Строго говоря, ничего особенно нового в этой теории не было: идею внезапного появления у отдельных особей резко уклоняющихся признаков (наподобие того, как возникают врожденные уродства) высказывал еще Этьенн Жоффруа Сент-Илер – классик сравнительной анатомии животных и один из самых видных эволюционистов додарвиновского периода. Позднее, когда выход “Происхождения видов” спровоцировал настоящее половодье эволюционных теорий, эта идея фигурировала во многих из них; подробнее всего она была разработана швейцарско-немецким гистологом и эмбриологом Альбертом Кёлликером. Всего за два года до публикации труда де Фриза с удивительно похожей теорией выступил русский ботаник, директор Петербургского ботанического сада Сергей Коржинский. Причем, в отличие от своих многочисленных предшественников, Коржинский не только постулировал существование внезапных и скачкообразных изменений, но и привел множество примеров этого явления (в основном у растений), то есть фактически впервые перевел феномен мутаций из разряда чисто умозрительных гипотез в разряд научных фактов.

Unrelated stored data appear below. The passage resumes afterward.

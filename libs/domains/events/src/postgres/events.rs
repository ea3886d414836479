use async_trait::async_trait;
use sea_orm::sea_query::Expr;
use sea_orm::{
    ActiveModelTrait, ColumnTrait, Condition, EntityTrait, PaginatorTrait, QueryFilter,
    QueryOrder, QuerySelect, TransactionTrait,
};

use super::PgEventStore;
use crate::entity::event as entity;
use crate::error::{EventError, EventResult};
use crate::models::{Event, EventState};
use crate::repository::EventRepository;
use crate::search::{EventCriteria, EventOrder};

/// LIKE pattern matching `text` as a literal substring under `ESCAPE '\'`.
fn contains_pattern(text: &str) -> String {
    let mut pattern = String::with_capacity(text.len() + 2);
    pattern.push('%');
    for c in text.chars() {
        if matches!(c, '%' | '_' | '\\') {
            pattern.push('\\');
        }
        pattern.push(c);
    }
    pattern.push('%');
    pattern
}

fn condition(criteria: &EventCriteria) -> Condition {
    let mut condition = Condition::all();

    if !criteria.initiators.is_empty() {
        condition = condition.add(entity::Column::InitiatorId.is_in(criteria.initiators.clone()));
    }
    if !criteria.states.is_empty() {
        condition = condition.add(
            entity::Column::State.is_in(criteria.states.iter().map(ToString::to_string)),
        );
    }
    if !criteria.categories.is_empty() {
        condition = condition.add(entity::Column::CategoryId.is_in(criteria.categories.clone()));
    }
    if let Some(text) = &criteria.text {
        let pattern = contains_pattern(text);
        condition = condition.add(Expr::cust_with_values(
            r"(LOWER(annotation) LIKE ? ESCAPE '\' OR LOWER(description) LIKE ? ESCAPE '\')",
            [pattern.clone(), pattern],
        ));
    }
    if let Some(paid) = criteria.paid {
        condition = condition.add(entity::Column::Paid.eq(paid));
    }
    if let Some(start) = criteria.range_start {
        condition = condition.add(entity::Column::EventDate.gte(start));
    }
    if let Some(end) = criteria.range_end {
        condition = condition.add(entity::Column::EventDate.lte(end));
    }

    condition
}

fn into_events(models: Vec<entity::Model>) -> EventResult<Vec<Event>> {
    models.into_iter().map(Event::try_from).collect()
}

#[async_trait]
impl EventRepository for PgEventStore {
    async fn create(&self, event: Event) -> EventResult<Event> {
        let model = entity::ActiveModel::for_insert(event).insert(&self.db).await?;

        tracing::info!(event_id = model.id, initiator_id = model.initiator_id, "Created event");
        model.try_into()
    }

    async fn get_by_id(&self, id: i64) -> EventResult<Option<Event>> {
        entity::Entity::find_by_id(id)
            .one(&self.db)
            .await?
            .map(Event::try_from)
            .transpose()
    }

    async fn save(&self, event: Event, expected: EventState) -> EventResult<Event> {
        let id = event.id;
        let txn = self.db.begin().await?;

        // re-checked by Postgres after any concurrent writer on the row commits
        let updated = entity::Entity::update_many()
            .set(entity::ActiveModel::for_update(event))
            .filter(entity::Column::Id.eq(id))
            .filter(entity::Column::State.eq(expected.to_string()))
            .exec(&txn)
            .await?;

        let model = entity::Entity::find_by_id(id)
            .one(&txn)
            .await?
            .ok_or(EventError::event_not_found(id))?;
        if updated.rows_affected == 0 {
            let current = Event::try_from(model)?;
            return Err(EventError::state_changed(id, current.state));
        }
        txn.commit().await?;

        tracing::info!(event_id = id, state = %model.state, "Updated event");
        model.try_into()
    }

    async fn search(
        &self,
        criteria: &EventCriteria,
        offset: u64,
        limit: u64,
    ) -> EventResult<Vec<Event>> {
        let mut query = entity::Entity::find().filter(condition(criteria));

        query = match criteria.order {
            EventOrder::Id => query.order_by_asc(entity::Column::Id),
            EventOrder::EventDate => query
                .order_by_asc(entity::Column::EventDate)
                .order_by_asc(entity::Column::Id),
        };

        let models = query.offset(offset).limit(limit).all(&self.db).await?;
        into_events(models)
    }

    async fn find_by_ids(&self, ids: &[i64]) -> EventResult<Vec<Event>> {
        if ids.is_empty() {
            return Ok(Vec::new());
        }

        let models = entity::Entity::find()
            .filter(entity::Column::Id.is_in(ids.iter().copied()))
            .order_by_asc(entity::Column::Id)
            .all(&self.db)
            .await?;
        into_events(models)
    }

    async fn exists_by_category(&self, category_id: i64) -> EventResult<bool> {
        let count = entity::Entity::find()
            .filter(entity::Column::CategoryId.eq(category_id))
            .count(&self.db)
            .await?;
        Ok(count > 0)
    }
}
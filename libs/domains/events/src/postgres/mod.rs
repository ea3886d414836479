//! PostgreSQL implementations of the storage ports.

mod comments;
mod compilations;
mod events;
mod requests;

pub use comments::PgCommentRepository;
pub use compilations::PgCompilationRepository;

use sea_orm::DatabaseConnection;

/// Events and participation requests share a connection so that request
/// decisions can lock the owning event row.
#[derive(Clone)]
pub struct PgEventStore {
    db: DatabaseConnection,
}

impl PgEventStore {
    pub fn new(db: DatabaseConnection) -> Self {
        Self { db }
    }
}

/// `$from, $from+1, ..` for `count` bound values.
fn placeholders(from: usize, count: usize) -> String {
    (from..from + count)
        .map(|i| format!("${}", i))
        .collect::<Vec<_>>()
        .join(", ")
}
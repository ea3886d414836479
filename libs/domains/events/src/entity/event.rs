use sea_orm::ActiveValue::{NotSet, Set};
use sea_orm::entity::prelude::*;

use crate::error::{EventError, EventResult};
use crate::models::{Event, Location};

/// Sea-ORM Entity for the events table
#[derive(Clone, Debug, PartialEq, DeriveEntityModel)]
#[sea_orm(table_name = "events")]
pub struct Model {
    #[sea_orm(primary_key)]
    pub id: i64,
    pub annotation: String,
    pub description: String,
    pub title: String,
    pub category_id: i64,
    pub initiator_id: i64,
    pub event_date: DateTimeUtc,
    pub lat: f32,
    pub lon: f32,
    pub paid: bool,
    pub participant_limit: i32,
    pub request_moderation: bool,
    pub state: String,
    pub created_on: DateTimeUtc,
    pub published_on: Option<DateTimeUtc>,
}

#[derive(Copy, Clone, Debug, EnumIter, DeriveRelation)]
pub enum Relation {}

impl ActiveModelBehavior for ActiveModel {}

impl TryFrom<Model> for Event {
    type Error = EventError;

    fn try_from(model: Model) -> EventResult<Self> {
        Ok(Self {
            id: model.id,
            annotation: model.annotation,
            description: model.description,
            category_id: model.category_id,
            initiator_id: model.initiator_id,
            event_date: model.event_date,
            location: Location {
                lat: model.lat,
                lon: model.lon,
            },
            paid: model.paid,
            participant_limit: model.participant_limit,
            request_moderation: model.request_moderation,
            title: model.title,
            state: super::parse_stored("event state", &model.state)?,
            created_on: model.created_on,
            published_on: model.published_on,
        })
    }
}

impl ActiveModel {
    /// Insert form: the id comes from the sequence.
    pub fn for_insert(event: Event) -> Self {
        Self {
            id: NotSet,
            initiator_id: Set(event.initiator_id),
            created_on: Set(event.created_on),
            ..Self::for_update(event)
        }
    }

    /// Update form: initiator and creation time are left untouched.
    pub fn for_update(event: Event) -> Self {
        Self {
            id: Set(event.id),
            annotation: Set(event.annotation),
            description: Set(event.description),
            title: Set(event.title),
            category_id: Set(event.category_id),
            initiator_id: NotSet,
            event_date: Set(event.event_date),
            lat: Set(event.location.lat),
            lon: Set(event.location.lon),
            paid: Set(event.paid),
            participant_limit: Set(event.participant_limit),
            request_moderation: Set(event.request_moderation),
            state: Set(event.state.to_string()),
            created_on: NotSet,
            published_on: Set(event.published_on),
        }
    }
}
use chrono::{DateTime, Utc};
use domain_categories::Category;
use domain_users::UserShort;
use serde::{Deserialize, Serialize};
use strum::{Display, EnumString};
use utoipa::{IntoParams, ToSchema};
use validator::Validate;

use super::not_blank;

#[derive(
    Debug, Clone, Copy, PartialEq, Eq, Hash, Serialize, Deserialize, Display, EnumString, ToSchema,
)]
#[serde(rename_all = "SCREAMING_SNAKE_CASE")]
#[strum(serialize_all = "SCREAMING_SNAKE_CASE")]
pub enum EventState {
    Pending,
    Published,
    Canceled,
}

/// What an initiator may do with an unpublished event.
#[derive(Debug, Clone, Copy, PartialEq, Eq, Serialize, Deserialize, ToSchema)]
#[serde(rename_all = "SCREAMING_SNAKE_CASE")]
pub enum UserStateAction {
    SendToReview,
    CancelReview,
}

/// Moderator decisions.
#[derive(Debug, Clone, Copy, PartialEq, Eq, Serialize, Deserialize, ToSchema)]
#[serde(rename_all = "SCREAMING_SNAKE_CASE")]
pub enum AdminStateAction {
    PublishEvent,
    RejectEvent,
}

/// Ordering of the public listing.
#[derive(Debug, Clone, Copy, PartialEq, Eq, Serialize, Deserialize, Display, EnumString, ToSchema)]
#[serde(rename_all = "SCREAMING_SNAKE_CASE")]
#[strum(serialize_all = "SCREAMING_SNAKE_CASE")]
pub enum EventSort {
    EventDate,
    Views,
}

#[derive(Debug, Clone, Copy, PartialEq, Serialize, Deserialize, ToSchema)]
pub struct Location {
    pub lat: f32,
    pub lon: f32,
}

/// Stored event.
#[derive(Debug, Clone, PartialEq)]
pub struct Event {
    pub id: i64,
    pub annotation: String,
    pub description: String,
    pub category_id: i64,
    pub initiator_id: i64,
    pub event_date: DateTime<Utc>,
    pub location: Location,
    pub paid: bool,
    /// 0 means unlimited
    pub participant_limit: i32,
    pub request_moderation: bool,
    pub title: String,
    pub state: EventState,
    pub created_on: DateTime<Utc>,
    pub published_on: Option<DateTime<Utc>>,
}

impl Event {
    pub fn is_owned_by(&self, user_id: i64) -> bool {
        self.initiator_id == user_id
    }

    /// True when the limit is set and `confirmed` has reached it.
    pub fn is_full(&self, confirmed: i64) -> bool {
        self.participant_limit > 0 && confirmed >= i64::from(self.participant_limit)
    }
}

#[derive(Debug, Clone, Serialize, Deserialize, Validate, ToSchema)]
#[serde(rename_all = "camelCase")]
pub struct NewEvent {
    #[validate(length(min = 20, max = 2000), custom(function = "not_blank"))]
    pub annotation: String,
    pub category: i64,
    #[validate(length(min = 20, max = 7000), custom(function = "not_blank"))]
    pub description: String,
    #[serde(with = "axum_helpers::datetime::format")]
    #[schema(value_type = String, example = "2030-12-31 15:10:05")]
    pub event_date: DateTime<Utc>,
    pub location: Location,
    #[serde(default)]
    pub paid: Option<bool>,
    #[serde(default)]
    #[validate(range(min = 0))]
    pub participant_limit: Option<i32>,
    #[serde(default)]
    pub request_moderation: Option<bool>,
    #[validate(length(min = 3, max = 120), custom(function = "not_blank"))]
    pub title: String,
}

/// Fields both initiators and admins may change; `None` keeps the stored value.
#[derive(Debug, Clone, Default, Serialize, Deserialize, Validate, ToSchema)]
#[serde(rename_all = "camelCase")]
pub struct EventChanges {
    #[serde(default)]
    #[validate(length(min = 20, max = 2000), custom(function = "not_blank"))]
    pub annotation: Option<String>,
    #[serde(default)]
    pub category: Option<i64>,
    #[serde(default)]
    #[validate(length(min = 20, max = 7000), custom(function = "not_blank"))]
    pub description: Option<String>,
    #[serde(default, with = "axum_helpers::datetime::option")]
    #[schema(value_type = Option<String>, example = "2030-12-31 15:10:05")]
    pub event_date: Option<DateTime<Utc>>,
    #[serde(default)]
    pub location: Option<Location>,
    #[serde(default)]
    pub paid: Option<bool>,
    #[serde(default)]
    #[validate(range(min = 0))]
    pub participant_limit: Option<i32>,
    #[serde(default)]
    pub request_moderation: Option<bool>,
    #[serde(default)]
    #[validate(length(min = 3, max = 120), custom(function = "not_blank"))]
    pub title: Option<String>,
}

impl EventChanges {
    /// Overwrite the fields that are present. The category must already be resolved.
    pub fn apply_to(self, event: &mut Event) {
        if let Some(annotation) = self.annotation {
            event.annotation = annotation;
        }
        if let Some(category) = self.category {
            event.category_id = category;
        }
        if let Some(description) = self.description {
            event.description = description;
        }
        if let Some(event_date) = self.event_date {
            event.event_date = event_date;
        }
        if let Some(location) = self.location {
            event.location = location;
        }
        if let Some(paid) = self.paid {
            event.paid = paid;
        }
        if let Some(limit) = self.participant_limit {
            event.participant_limit = limit;
        }
        if let Some(moderation) = self.request_moderation {
            event.request_moderation = moderation;
        }
        if let Some(title) = self.title {
            event.title = title;
        }
    }
}

#[derive(Debug, Clone, Default, Serialize, Deserialize, Validate, ToSchema)]
#[serde(rename_all = "camelCase")]
pub struct UpdateEventUserRequest {
    #[serde(flatten)]
    #[validate(nested)]
    pub changes: EventChanges,
    #[serde(default)]
    pub state_action: Option<UserStateAction>,
}

#[derive(Debug, Clone, Default, Serialize, Deserialize, Validate, ToSchema)]
#[serde(rename_all = "camelCase")]
pub struct UpdateEventAdminRequest {
    #[serde(flatten)]
    #[validate(nested)]
    pub changes: EventChanges,
    #[serde(default)]
    pub state_action: Option<AdminStateAction>,
}

#[derive(Debug, Clone, PartialEq, Serialize, Deserialize, ToSchema)]
#[serde(rename_all = "camelCase")]
pub struct EventFull {
    pub id: i64,
    pub annotation: String,
    pub category: Category,
    pub confirmed_requests: i64,
    #[serde(with = "axum_helpers::datetime::format")]
    #[schema(value_type = String, example = "2025-03-01 12:00:00")]
    pub created_on: DateTime<Utc>,
    pub description: String,
    #[serde(with = "axum_helpers::datetime::format")]
    #[schema(value_type = String, example = "2030-12-31 15:10:05")]
    pub event_date: DateTime<Utc>,
    pub initiator: UserShort,
    pub location: Location,
    pub paid: bool,
    pub participant_limit: i32,
    #[serde(with = "axum_helpers::datetime::option")]
    #[schema(value_type = Option<String>)]
    pub published_on: Option<DateTime<Utc>>,
    pub request_moderation: bool,
    pub state: EventState,
    pub title: String,
    pub views: i64,
}

#[derive(Debug, Clone, PartialEq, Serialize, Deserialize, ToSchema)]
#[serde(rename_all = "camelCase")]
pub struct EventShort {
    pub id: i64,
    pub annotation: String,
    pub category: Category,
    pub confirmed_requests: i64,
    #[serde(with = "axum_helpers::datetime::format")]
    #[schema(value_type = String, example = "2030-12-31 15:10:05")]
    pub event_date: DateTime<Utc>,
    pub initiator: UserShort,
    pub paid: bool,
    pub title: String,
    pub views: i64,
}

impl EventFull {
    pub fn new(event: Event, category: Category, initiator: UserShort, confirmed: i64, views: i64) -> Self {
        Self {
            id: event.id,
            annotation: event.annotation,
            category,
            confirmed_requests: confirmed,
            created_on: event.created_on,
            description: event.description,
            event_date: event.event_date,
            initiator,
            location: event.location,
            paid: event.paid,
            participant_limit: event.participant_limit,
            published_on: event.published_on,
            request_moderation: event.request_moderation,
            state: event.state,
            title: event.title,
            views,
        }
    }
}

impl EventShort {
    pub fn new(event: Event, category: Category, initiator: UserShort, confirmed: i64, views: i64) -> Self {
        Self {
            id: event.id,
            annotation: event.annotation,
            category,
            confirmed_requests: confirmed,
            event_date: event.event_date,
            initiator,
            paid: event.paid,
            title: event.title,
            views,
        }
    }
}

/// `GET /admin/events` filters. States and dates stay raw so that bad values
/// surface as 400 with a precise message.
#[derive(Debug, Clone, Default, Deserialize, Validate, IntoParams)]
#[serde(rename_all = "camelCase")]
#[into_params(parameter_in = Query)]
pub struct AdminEventQuery {
    /// Initiator ids
    #[serde(default)]
    pub users: Vec<i64>,
    /// PENDING, PUBLISHED or CANCELED
    #[serde(default)]
    pub states: Vec<String>,
    #[serde(default)]
    pub categories: Vec<i64>,
    /// `yyyy-MM-dd HH:mm:ss`
    #[serde(default)]
    pub range_start: Option<String>,
    #[serde(default)]
    pub range_end: Option<String>,
}

/// `GET /events` filters.
#[derive(Debug, Clone, Default, Deserialize, Validate, IntoParams)]
#[serde(rename_all = "camelCase")]
#[into_params(parameter_in = Query)]
pub struct PublicEventQuery {
    /// Case-insensitive match against annotation and description
    #[serde(default)]
    pub text: Option<String>,
    #[serde(default)]
    pub categories: Vec<i64>,
    #[serde(default)]
    pub paid: Option<bool>,
    #[serde(default)]
    pub range_start: Option<String>,
    #[serde(default)]
    pub range_end: Option<String>,
    /// Hide events whose participant limit is reached
    #[serde(default)]
    pub only_available: bool,
    /// EVENT_DATE or VIEWS
    #[serde(default)]
    pub sort: Option<String>,
}

#[cfg(test)]
mod tests {
    use super::*;
    use serde_json::json;

    fn new_event_json() -> serde_json::Value {
        json!({
            "annotation": "A long enough annotation text",
            "category": 1,
            "description": "A long enough description text",
            "eventDate": "2030-12-31 15:10:05",
            "location": {"lat": 55.75, "lon": 37.62},
            "title": "Concert"
        })
    }

    #[test]
    fn test_new_event_defaults_and_validation() {
        let draft: NewEvent = serde_json::from_value(new_event_json()).unwrap();
        assert!(draft.validate().is_ok());
        assert_eq!(draft.paid, None);
        assert_eq!(draft.participant_limit, None);

        let mut blank = new_event_json();
        blank["title"] = json!("      ");
        let draft: NewEvent = serde_json::from_value(blank).unwrap();
        assert!(draft.validate().is_err());

        let mut negative = new_event_json();
        negative["participantLimit"] = json!(-1);
        let draft: NewEvent = serde_json::from_value(negative).unwrap();
        assert!(draft.validate().is_err());
    }

    #[test]
    fn test_update_request_flattens_changes() {
        let patch: UpdateEventAdminRequest = serde_json::from_value(json!({
            "title": "New title",
            "participantLimit": 5,
            "stateAction": "PUBLISH_EVENT"
        }))
        .unwrap();
        assert_eq!(patch.state_action, Some(AdminStateAction::PublishEvent));
        assert_eq!(patch.changes.participant_limit, Some(5));
        assert_eq!(patch.changes.title.as_deref(), Some("New title"));
        assert!(patch.changes.event_date.is_none());

        let short_title: UpdateEventUserRequest =
            serde_json::from_value(json!({"title": "ab"})).unwrap();
        assert!(short_title.validate().is_err());
    }

    #[test]
    fn test_unknown_state_action_is_rejected() {
        let result: Result<UpdateEventUserRequest, _> =
            serde_json::from_value(json!({"stateAction": "PUBLISH_EVENT"}));
        assert!(result.is_err());
    }

    #[test]
    fn test_state_string_round_trip() {
        assert_eq!("PUBLISHED".parse::<EventState>().unwrap(), EventState::Published);
        assert_eq!(EventState::Canceled.to_string(), "CANCELED");
        assert!("published".parse::<EventState>().is_err());
        assert_eq!("VIEWS".parse::<EventSort>().unwrap(), EventSort::Views);
    }

    #[test]
    fn test_is_full() {
        let mut event = sample_event();
        assert!(!event.is_full(100));
        event.participant_limit = 2;
        assert!(!event.is_full(1));
        assert!(event.is_full(2));
    }

    fn sample_event() -> Event {
        Event {
            id: 1,
            annotation: "annotation".into(),
            description: "description".into(),
            category_id: 1,
            initiator_id: 1,
            event_date: Utc::now(),
            location: Location { lat: 0.0, lon: 0.0 },
            paid: false,
            participant_limit: 0,
            request_moderation: true,
            title: "title".into(),
            state: EventState::Pending,
            created_on: Utc::now(),
            published_on: None,
        }
    }
}
//! Extractors that turn malformed input into an [`AppError`](crate::AppError)
//! so every rejection shares the same JSON body.

pub mod client_ip;
pub mod valid_path;
pub mod validated_json;
pub mod validated_query;

pub use client_ip::ClientIp;
pub use valid_path::ValidPath;
pub use validated_json::ValidatedJson;
pub use validated_query::ValidatedQuery;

И тем не менее именно в те два года, что разделяют работы Коржинского и де Фриза, успело случиться нечто очень важное. В 1900 году были переоткрыты законы Менделя – сразу тремя учеными (одним из которых был не кто иной, как де Фриз). Взлет популярности новорожденной генетики оказался почти столь же стремительным и мощным (по крайней мере, в среде профессиональных биологов), как у теории Дарвина четырьмя десятилетиями раньше. В силу этого у теории де Фриза оказался совсем иной интеллектуальный фон, чем у натурфилософских спекуляций Кёлликера или даже впечатляющих данных Коржинского. Если носителями наследственных свойств служат некие дискретные “зачатки” (буквально через пару лет уже знакомый нам Вильгельм Иогансен предложит короткое и звучное слово “ген”), если каждый такой “зачаток” имеет несколько альтернативных состояний, не связанных между собой никакими плавными переходами, то сам собой напрашивается вывод, что и изменения этих “зачатков” могут быть только дискретными. То есть именно такими, какие описывает в своей книге де Фриз. А не теми мелкими, незаметными, лишь количественно отличающимися от признаков родителей сдвигами, о которых писал Дарвин.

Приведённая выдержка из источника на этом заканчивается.